BIO
Carla M. Cherry is a veteran English teacher and candidate for an M.F.A. in Creative Writing at the City College of New York. Her poetry has appeared in Random Sample Review, MemoryHouse, Bop Dead City, Anti-Heroin Chic, 433, and Raising Mothers. Her five books of poetry, Gnat Feathers and Butterfly Wings, Thirty Dollars and a Bowl of Soup, Honeysuckle Me, These Pearls Are Real, and Stardust and Skin are available via iiPublishing.
They Tried To Race The Moon
They want their cars to dance.
All summer they have wanted the world,
this part of it anyway, as witness.
They harness us to our terraces.
We peek through blinds as they
breach silvery silence with echoes,
backfiring, revving engines
high hats, kicks, snares hammering
1 and 2 and 1 and 2 and
against our eardrums
knock us out of REM from midnight to 4 a.m.
Threaten to wrinkle our windows and walls.
Beams of headlights and stop lights like disco balls.
They back up, speed ahead, spin
steering wheels until they screech 360 degrees.
I see male bodies running, stopping,
their legs in an upside-down V,
cell phone lights flashing as they film.
Plumes of exhaust smoke float beneath the streetlights.

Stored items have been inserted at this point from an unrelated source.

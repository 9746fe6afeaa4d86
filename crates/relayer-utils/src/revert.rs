// Copyright 2022 Webb Technologies Inc.
//
// Licensed under the Apache License, Version 2.0 (the "License");
// you may not use this file except in compliance with the License.
// You may obtain a copy of the License at
//
// http://www.apache.org/licenses/LICENSE-2.0
//
// Unless required by applicable law or agreed to in writing, software
// distributed under the License is distributed on an "AS IS" BASIS,
// WITHOUT WARRANTIES OR CONDITIONS OF ANY KIND, either express or implied.
// See the License for the specific language governing permissions and
// limitations under the License.

//! Decoding of the revert payloads returned by the Semaphore and Ombu contracts.

use std::fmt;

use ethers::abi::{self, ParamType, Token};
use ethers::utils::id;

/// Selector of the solidity `Error(string)` revert.
const ERROR_STRING_SELECTOR: [u8; 4] = [0x08, 0xc3, 0x79, 0xa0];

/// A revert reason, decoded from the raw revert payload when the selector is known.
#[derive(Debug, Clone, PartialEq, Eq)]
pub enum RevertReason {
    /// `Semaphore__GroupDoesNotExist()`
    GroupDoesNotExist,
    /// `Semaphore__CallerIsNotTheGroupAdmin()` (`0xbb9bf278`).
    ///
    /// Semaphore checks the group admin before anything else, so a write
    /// against a group that was never created reverts with this error.
    CallerIsNotGroupAdmin,
    /// The commitment is already a leaf of the group tree.
    ///
    /// Raised either as `LeafAlreadyExists()` by the tree library or as
    /// `Semaphore__MemberAlreadyExists()` by older Semaphore deployments.
    MemberAlreadyExists,
    /// Ombu `NotAllowed()`
    NotAllowed,
    /// Ombu `PostDoesNotExist()`
    PostDoesNotExist,
    /// Ombu `MainPostDoesNotExist()`
    MainPostDoesNotExist,
    /// Ombu `UserNotGroupMember()`
    UserNotGroupMember,
    /// Ombu `AlreadyVoted()`
    AlreadyVoted,
    /// Ombu `HasNotVoted()`
    HasNotVoted,
    /// A plain `require(cond, "message")` revert.
    Message(String),
    /// The transaction receipt reported a failed status, no payload is available.
    StatusFailed,
    /// Anything else, kept as the raw payload so it can be inspected.
    Unknown(Vec<u8>),
}

fn known_custom_errors() -> [(&'static str, RevertReason); 10] {
    [
        (
            "Semaphore__GroupDoesNotExist()",
            RevertReason::GroupDoesNotExist,
        ),
        (
            "Semaphore__CallerIsNotTheGroupAdmin()",
            RevertReason::CallerIsNotGroupAdmin,
        ),
        ("LeafAlreadyExists()", RevertReason::MemberAlreadyExists),
        (
            "Semaphore__MemberAlreadyExists()",
            RevertReason::MemberAlreadyExists,
        ),
        ("NotAllowed()", RevertReason::NotAllowed),
        ("PostDoesNotExist()", RevertReason::PostDoesNotExist),
        ("MainPostDoesNotExist()", RevertReason::MainPostDoesNotExist),
        ("UserNotGroupMember()", RevertReason::UserNotGroupMember),
        ("AlreadyVoted()", RevertReason::AlreadyVoted),
        ("HasNotVoted()", RevertReason::HasNotVoted),
    ]
}

impl RevertReason {
    /// Decodes a raw revert payload.
    pub fn decode(data: &[u8]) -> Self {
        let Some(selector) = data.get(..4) else {
            return Self::Unknown(data.to_vec());
        };
        if selector == ERROR_STRING_SELECTOR {
            return match abi::decode(&[ParamType::String], &data[4..]) {
                Ok(tokens) => match tokens.into_iter().next() {
                    Some(Token::String(message)) => Self::Message(message),
                    _ => Self::Unknown(data.to_vec()),
                },
                Err(_) => Self::Unknown(data.to_vec()),
            };
        }
        known_custom_errors()
            .into_iter()
            .find(|(signature, _)| id(signature) == selector)
            .map(|(_, reason)| reason)
            .unwrap_or_else(|| Self::Unknown(data.to_vec()))
    }

    /// Whether the revert means the commitment was already inserted, which
    /// usually happens when two joins for the same commitment race each other.
    pub fn is_duplicate_member(&self) -> bool {
        match self {
            Self::MemberAlreadyExists => true,
            Self::Message(message) => {
                let message = message.to_lowercase();
                message.contains("already") && message.contains("member")
            }
            _ => false,
        }
    }

    /// Whether the revert means the target group is not usable by the relayer
    /// because it does not exist on the Semaphore contract.
    pub fn is_missing_group(&self) -> bool {
        matches!(self, Self::GroupDoesNotExist | Self::CallerIsNotGroupAdmin)
    }

    /// A short stable name of the reason.
    pub fn name(&self) -> &'static str {
        match self {
            Self::GroupDoesNotExist => "GroupDoesNotExist",
            Self::CallerIsNotGroupAdmin => "CallerIsNotGroupAdmin",
            Self::MemberAlreadyExists => "MemberAlreadyExists",
            Self::NotAllowed => "NotAllowed",
            Self::PostDoesNotExist => "PostDoesNotExist",
            Self::MainPostDoesNotExist => "MainPostDoesNotExist",
            Self::UserNotGroupMember => "UserNotGroupMember",
            Self::AlreadyVoted => "AlreadyVoted",
            Self::HasNotVoted => "HasNotVoted",
            Self::Message(_) => "Message",
            Self::StatusFailed => "StatusFailed",
            Self::Unknown(_) => "Unknown",
        }
    }
}

impl fmt::Display for RevertReason {
    fn fmt(&self, f: &mut fmt::Formatter<'_>) -> fmt::Result {
        match self {
            Self::Message(message) => write!(f, "{message}"),
            Self::StatusFailed => {
                write!(f, "transaction reverted (receipt status 0)")
            }
            Self::Unknown(data) => {
                write!(f, "unrecognized revert 0x{}", hex::encode(data))
            }
            other => write!(f, "{}", other.name()),
        }
    }
}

Peonies and chrysanthemums are fired into the sky,
straight as a string until their explosions
resound like straps on skin.
My brows and eyes crinkle
at the tire marks shaped like uncoiled snakes,
caked into the blacktop.
I wish for their addresses.
A bullhorn as they sleep.
My boyfriend laughs, calls me petty.
That’s not funny, I snap,
forgetting
the teen that he was,
his car careening
around my block
has grown into the man I ask now
to cuddle me back to sleep,
one who likely whispers thanks to Olorun
and the ancestors,
that there were no phones
to capture the trail of his misdeeds.